Assigned task >> Please give the number of lines in the listing that include the word "insert", with no other words.

Recorded information >>
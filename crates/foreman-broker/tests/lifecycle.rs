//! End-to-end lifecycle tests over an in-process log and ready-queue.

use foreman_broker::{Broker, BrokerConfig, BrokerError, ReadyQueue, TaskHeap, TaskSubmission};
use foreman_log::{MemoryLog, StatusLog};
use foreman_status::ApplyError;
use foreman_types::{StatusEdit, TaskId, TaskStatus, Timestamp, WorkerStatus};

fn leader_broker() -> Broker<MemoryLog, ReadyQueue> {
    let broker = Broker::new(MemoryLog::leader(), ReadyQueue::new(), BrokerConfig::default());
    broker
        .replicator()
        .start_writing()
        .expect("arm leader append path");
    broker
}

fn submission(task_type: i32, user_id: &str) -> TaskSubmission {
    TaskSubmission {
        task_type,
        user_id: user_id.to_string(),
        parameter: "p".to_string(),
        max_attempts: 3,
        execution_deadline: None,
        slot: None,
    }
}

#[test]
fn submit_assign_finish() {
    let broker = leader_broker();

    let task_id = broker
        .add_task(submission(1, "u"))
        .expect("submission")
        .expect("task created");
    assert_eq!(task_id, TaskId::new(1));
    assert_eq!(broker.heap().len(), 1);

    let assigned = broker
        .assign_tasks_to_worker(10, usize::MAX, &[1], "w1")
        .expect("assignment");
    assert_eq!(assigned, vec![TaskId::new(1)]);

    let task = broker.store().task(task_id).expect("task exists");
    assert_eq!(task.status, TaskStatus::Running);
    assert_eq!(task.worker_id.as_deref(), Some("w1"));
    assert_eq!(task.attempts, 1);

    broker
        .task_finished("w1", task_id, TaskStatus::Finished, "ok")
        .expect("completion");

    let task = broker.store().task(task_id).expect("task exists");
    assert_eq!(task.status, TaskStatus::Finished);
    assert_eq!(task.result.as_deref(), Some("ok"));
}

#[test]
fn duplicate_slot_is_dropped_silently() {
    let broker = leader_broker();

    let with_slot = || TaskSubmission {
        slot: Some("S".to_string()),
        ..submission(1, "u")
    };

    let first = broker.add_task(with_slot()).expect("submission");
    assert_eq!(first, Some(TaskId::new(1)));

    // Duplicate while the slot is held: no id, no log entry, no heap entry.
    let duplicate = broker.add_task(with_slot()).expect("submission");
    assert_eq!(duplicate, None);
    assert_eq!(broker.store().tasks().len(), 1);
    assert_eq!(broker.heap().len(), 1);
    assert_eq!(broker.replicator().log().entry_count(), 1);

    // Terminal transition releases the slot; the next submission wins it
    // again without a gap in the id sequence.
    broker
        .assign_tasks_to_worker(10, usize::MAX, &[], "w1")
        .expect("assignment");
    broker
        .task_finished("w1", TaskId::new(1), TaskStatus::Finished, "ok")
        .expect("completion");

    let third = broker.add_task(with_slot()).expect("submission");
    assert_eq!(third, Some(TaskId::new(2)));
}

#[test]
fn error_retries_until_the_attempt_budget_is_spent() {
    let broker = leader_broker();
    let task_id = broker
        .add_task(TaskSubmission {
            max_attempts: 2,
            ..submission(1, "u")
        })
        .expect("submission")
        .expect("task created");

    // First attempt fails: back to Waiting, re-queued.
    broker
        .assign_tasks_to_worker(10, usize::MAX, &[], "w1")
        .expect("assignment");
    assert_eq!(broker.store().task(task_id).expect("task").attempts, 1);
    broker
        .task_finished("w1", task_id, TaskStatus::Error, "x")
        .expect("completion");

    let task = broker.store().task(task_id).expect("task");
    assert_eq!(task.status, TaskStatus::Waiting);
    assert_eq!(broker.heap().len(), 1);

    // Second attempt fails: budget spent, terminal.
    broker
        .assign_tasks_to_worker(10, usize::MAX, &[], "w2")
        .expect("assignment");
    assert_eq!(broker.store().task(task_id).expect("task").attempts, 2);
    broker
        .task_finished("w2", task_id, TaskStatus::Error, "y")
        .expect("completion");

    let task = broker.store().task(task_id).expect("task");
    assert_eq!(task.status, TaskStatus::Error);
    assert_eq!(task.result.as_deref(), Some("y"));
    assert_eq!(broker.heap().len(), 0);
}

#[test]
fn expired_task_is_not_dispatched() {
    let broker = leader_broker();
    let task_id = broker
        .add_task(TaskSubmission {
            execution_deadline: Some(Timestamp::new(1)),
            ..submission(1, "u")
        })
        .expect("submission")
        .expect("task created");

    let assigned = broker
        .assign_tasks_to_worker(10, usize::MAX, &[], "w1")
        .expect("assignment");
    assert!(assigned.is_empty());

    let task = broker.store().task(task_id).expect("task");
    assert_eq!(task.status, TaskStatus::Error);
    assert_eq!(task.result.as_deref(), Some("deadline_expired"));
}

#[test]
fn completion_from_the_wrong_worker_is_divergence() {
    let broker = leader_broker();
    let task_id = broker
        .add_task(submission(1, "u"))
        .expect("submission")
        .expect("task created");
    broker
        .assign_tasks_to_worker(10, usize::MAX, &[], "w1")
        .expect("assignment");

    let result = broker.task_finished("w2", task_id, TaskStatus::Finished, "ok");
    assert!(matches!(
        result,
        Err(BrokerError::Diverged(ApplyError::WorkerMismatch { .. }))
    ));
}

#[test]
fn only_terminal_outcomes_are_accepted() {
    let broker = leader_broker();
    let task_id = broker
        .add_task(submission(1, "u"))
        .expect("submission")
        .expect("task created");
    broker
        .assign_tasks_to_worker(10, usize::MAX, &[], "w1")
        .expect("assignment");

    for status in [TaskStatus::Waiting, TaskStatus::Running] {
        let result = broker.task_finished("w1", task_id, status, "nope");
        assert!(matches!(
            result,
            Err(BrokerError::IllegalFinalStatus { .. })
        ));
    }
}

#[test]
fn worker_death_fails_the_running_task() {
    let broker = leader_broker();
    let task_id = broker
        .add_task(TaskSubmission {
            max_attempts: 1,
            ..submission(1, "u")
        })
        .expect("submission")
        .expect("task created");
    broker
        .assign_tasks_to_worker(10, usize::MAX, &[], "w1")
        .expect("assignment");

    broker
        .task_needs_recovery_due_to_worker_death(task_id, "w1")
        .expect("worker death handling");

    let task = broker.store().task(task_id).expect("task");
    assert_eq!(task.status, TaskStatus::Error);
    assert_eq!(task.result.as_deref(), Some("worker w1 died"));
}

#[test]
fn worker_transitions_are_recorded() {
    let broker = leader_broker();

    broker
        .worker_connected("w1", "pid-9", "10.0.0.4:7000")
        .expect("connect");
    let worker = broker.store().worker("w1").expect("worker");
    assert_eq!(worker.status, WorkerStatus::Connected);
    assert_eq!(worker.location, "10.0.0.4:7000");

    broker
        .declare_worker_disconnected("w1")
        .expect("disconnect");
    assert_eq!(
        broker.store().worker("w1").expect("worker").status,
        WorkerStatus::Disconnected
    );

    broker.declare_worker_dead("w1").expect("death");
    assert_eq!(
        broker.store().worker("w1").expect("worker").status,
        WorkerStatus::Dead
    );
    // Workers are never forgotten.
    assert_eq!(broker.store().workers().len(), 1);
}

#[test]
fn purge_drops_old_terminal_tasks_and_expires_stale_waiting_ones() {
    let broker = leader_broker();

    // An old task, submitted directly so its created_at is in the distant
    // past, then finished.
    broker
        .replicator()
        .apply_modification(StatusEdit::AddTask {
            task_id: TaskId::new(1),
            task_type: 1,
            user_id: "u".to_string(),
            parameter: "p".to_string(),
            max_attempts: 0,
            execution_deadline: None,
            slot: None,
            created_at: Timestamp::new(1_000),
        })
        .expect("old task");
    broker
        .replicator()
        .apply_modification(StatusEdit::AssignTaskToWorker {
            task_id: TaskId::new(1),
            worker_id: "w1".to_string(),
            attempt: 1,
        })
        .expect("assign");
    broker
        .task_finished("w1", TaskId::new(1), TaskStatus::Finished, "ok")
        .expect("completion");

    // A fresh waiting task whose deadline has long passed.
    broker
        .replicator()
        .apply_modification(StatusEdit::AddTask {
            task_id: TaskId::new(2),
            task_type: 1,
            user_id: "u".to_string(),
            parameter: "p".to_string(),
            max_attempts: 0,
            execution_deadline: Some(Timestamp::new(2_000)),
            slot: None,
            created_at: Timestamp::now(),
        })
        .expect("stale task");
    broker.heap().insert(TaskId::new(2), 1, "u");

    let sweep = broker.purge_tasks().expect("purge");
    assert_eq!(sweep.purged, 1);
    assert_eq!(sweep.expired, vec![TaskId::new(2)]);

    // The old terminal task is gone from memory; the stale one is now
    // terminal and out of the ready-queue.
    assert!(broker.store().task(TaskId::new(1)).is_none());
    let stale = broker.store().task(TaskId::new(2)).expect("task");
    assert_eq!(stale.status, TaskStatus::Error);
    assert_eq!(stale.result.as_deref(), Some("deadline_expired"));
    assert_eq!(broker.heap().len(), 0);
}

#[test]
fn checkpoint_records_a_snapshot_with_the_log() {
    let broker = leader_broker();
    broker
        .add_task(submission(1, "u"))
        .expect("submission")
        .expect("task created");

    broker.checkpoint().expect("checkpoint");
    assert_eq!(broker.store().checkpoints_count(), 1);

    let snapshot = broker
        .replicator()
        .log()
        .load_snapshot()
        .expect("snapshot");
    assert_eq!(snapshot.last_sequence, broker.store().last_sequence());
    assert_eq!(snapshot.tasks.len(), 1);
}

==

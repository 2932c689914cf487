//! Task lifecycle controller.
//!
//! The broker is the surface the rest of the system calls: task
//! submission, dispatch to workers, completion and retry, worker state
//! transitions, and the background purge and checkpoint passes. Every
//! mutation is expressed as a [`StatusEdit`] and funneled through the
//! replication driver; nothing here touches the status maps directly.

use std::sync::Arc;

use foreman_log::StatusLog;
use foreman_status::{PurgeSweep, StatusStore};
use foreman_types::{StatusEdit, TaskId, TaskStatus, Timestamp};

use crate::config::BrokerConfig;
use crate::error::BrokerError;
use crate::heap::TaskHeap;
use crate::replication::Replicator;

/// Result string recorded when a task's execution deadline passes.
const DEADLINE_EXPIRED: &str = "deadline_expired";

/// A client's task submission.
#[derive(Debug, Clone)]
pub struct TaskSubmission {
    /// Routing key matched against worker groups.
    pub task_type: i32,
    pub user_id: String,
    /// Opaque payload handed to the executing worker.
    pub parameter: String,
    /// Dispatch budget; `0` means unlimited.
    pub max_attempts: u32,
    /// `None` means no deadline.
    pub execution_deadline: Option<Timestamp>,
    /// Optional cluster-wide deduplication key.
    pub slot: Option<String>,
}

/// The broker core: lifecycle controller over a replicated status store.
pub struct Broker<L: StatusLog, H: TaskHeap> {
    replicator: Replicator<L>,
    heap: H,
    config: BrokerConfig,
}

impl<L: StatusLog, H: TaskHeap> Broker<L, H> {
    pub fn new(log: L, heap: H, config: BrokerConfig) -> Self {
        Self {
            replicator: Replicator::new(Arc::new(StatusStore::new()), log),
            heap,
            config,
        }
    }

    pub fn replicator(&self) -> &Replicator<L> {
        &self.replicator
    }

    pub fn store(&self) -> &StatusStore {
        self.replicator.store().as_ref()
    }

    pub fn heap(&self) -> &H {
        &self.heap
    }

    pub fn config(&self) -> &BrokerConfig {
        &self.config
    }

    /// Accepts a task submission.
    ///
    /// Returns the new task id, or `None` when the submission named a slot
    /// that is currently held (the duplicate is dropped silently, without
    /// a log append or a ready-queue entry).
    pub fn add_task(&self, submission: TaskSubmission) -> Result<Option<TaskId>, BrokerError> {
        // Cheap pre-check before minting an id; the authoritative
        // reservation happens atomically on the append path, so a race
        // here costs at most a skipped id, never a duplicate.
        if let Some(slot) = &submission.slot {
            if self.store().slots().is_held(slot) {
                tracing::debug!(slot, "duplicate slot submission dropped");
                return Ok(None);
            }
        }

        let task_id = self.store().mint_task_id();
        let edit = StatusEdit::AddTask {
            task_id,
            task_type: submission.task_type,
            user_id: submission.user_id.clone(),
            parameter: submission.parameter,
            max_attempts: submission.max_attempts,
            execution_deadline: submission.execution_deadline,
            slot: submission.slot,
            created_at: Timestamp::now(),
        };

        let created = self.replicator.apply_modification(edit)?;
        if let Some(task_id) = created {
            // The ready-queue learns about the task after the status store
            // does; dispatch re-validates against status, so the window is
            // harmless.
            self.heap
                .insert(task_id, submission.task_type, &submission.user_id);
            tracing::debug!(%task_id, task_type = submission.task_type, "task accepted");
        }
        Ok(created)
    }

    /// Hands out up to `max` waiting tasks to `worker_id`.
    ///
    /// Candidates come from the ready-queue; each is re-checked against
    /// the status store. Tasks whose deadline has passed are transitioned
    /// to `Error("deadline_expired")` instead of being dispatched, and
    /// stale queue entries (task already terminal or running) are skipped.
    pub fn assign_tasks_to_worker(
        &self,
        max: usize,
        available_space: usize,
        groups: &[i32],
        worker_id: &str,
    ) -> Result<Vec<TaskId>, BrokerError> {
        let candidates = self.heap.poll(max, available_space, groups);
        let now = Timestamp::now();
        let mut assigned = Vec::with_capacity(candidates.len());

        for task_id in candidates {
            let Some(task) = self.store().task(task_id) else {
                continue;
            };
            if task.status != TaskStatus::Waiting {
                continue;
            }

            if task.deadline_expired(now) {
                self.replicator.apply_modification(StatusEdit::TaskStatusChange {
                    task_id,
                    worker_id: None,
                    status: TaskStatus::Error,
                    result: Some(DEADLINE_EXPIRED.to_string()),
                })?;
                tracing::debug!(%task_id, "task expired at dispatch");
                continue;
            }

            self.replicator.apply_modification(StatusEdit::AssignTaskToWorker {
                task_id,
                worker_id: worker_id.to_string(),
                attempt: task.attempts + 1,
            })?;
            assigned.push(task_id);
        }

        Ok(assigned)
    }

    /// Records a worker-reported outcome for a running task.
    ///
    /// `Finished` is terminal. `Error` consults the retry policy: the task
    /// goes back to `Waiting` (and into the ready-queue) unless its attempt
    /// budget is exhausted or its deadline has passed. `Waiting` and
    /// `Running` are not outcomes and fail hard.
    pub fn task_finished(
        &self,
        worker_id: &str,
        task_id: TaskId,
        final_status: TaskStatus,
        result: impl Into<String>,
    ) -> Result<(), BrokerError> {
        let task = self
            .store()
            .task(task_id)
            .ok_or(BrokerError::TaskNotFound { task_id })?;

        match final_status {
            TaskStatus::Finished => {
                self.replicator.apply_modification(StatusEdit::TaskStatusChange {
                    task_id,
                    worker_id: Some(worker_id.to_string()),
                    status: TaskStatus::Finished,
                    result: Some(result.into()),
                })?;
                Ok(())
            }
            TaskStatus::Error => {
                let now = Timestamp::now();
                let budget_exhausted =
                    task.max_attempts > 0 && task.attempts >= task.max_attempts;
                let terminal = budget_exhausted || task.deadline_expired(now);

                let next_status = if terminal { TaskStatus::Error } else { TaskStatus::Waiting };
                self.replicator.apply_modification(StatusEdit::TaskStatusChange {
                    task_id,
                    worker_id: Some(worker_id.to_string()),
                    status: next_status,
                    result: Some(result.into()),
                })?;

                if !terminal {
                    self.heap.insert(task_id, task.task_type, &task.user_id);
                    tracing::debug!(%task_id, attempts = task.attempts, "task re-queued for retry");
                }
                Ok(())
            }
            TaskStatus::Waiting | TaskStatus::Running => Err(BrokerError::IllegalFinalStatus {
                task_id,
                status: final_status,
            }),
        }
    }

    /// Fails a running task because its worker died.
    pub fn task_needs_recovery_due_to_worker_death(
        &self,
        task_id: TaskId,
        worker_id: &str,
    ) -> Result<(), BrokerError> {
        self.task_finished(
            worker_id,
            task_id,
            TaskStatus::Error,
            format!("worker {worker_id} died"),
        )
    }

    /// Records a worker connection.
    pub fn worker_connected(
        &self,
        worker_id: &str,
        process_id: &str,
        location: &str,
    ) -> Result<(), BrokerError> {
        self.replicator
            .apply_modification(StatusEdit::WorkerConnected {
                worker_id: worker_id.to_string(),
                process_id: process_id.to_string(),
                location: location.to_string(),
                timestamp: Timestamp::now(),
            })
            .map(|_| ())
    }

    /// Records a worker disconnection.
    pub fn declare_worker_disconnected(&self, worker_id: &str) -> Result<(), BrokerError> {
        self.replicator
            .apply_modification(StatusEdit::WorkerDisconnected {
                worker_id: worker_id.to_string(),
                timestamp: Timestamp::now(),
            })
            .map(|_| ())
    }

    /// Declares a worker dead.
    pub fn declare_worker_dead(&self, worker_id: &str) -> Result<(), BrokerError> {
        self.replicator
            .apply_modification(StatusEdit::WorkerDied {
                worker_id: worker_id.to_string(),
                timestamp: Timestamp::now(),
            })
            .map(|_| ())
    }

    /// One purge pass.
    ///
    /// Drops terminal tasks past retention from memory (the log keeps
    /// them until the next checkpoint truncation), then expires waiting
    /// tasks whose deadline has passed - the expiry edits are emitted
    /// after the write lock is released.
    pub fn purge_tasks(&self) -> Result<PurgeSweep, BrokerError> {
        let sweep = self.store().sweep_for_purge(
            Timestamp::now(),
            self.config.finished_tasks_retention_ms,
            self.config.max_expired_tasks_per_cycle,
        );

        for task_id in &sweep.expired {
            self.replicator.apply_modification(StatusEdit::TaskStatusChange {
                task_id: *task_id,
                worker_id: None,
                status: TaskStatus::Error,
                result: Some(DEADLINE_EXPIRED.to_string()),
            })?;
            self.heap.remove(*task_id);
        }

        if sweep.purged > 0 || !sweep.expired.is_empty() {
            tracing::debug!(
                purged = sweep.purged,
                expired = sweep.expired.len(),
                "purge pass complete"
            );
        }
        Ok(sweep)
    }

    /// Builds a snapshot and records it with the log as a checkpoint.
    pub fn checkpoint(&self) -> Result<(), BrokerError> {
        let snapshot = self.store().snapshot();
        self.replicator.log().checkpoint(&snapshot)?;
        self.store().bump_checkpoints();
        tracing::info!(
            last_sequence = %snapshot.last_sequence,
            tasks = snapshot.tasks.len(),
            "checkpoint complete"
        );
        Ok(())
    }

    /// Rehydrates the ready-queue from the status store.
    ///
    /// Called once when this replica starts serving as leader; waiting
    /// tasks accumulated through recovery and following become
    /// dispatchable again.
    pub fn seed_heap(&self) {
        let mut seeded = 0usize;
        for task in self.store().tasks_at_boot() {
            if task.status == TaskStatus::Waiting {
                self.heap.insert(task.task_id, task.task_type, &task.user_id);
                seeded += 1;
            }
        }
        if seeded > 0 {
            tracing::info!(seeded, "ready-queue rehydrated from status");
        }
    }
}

Expected answer >> 4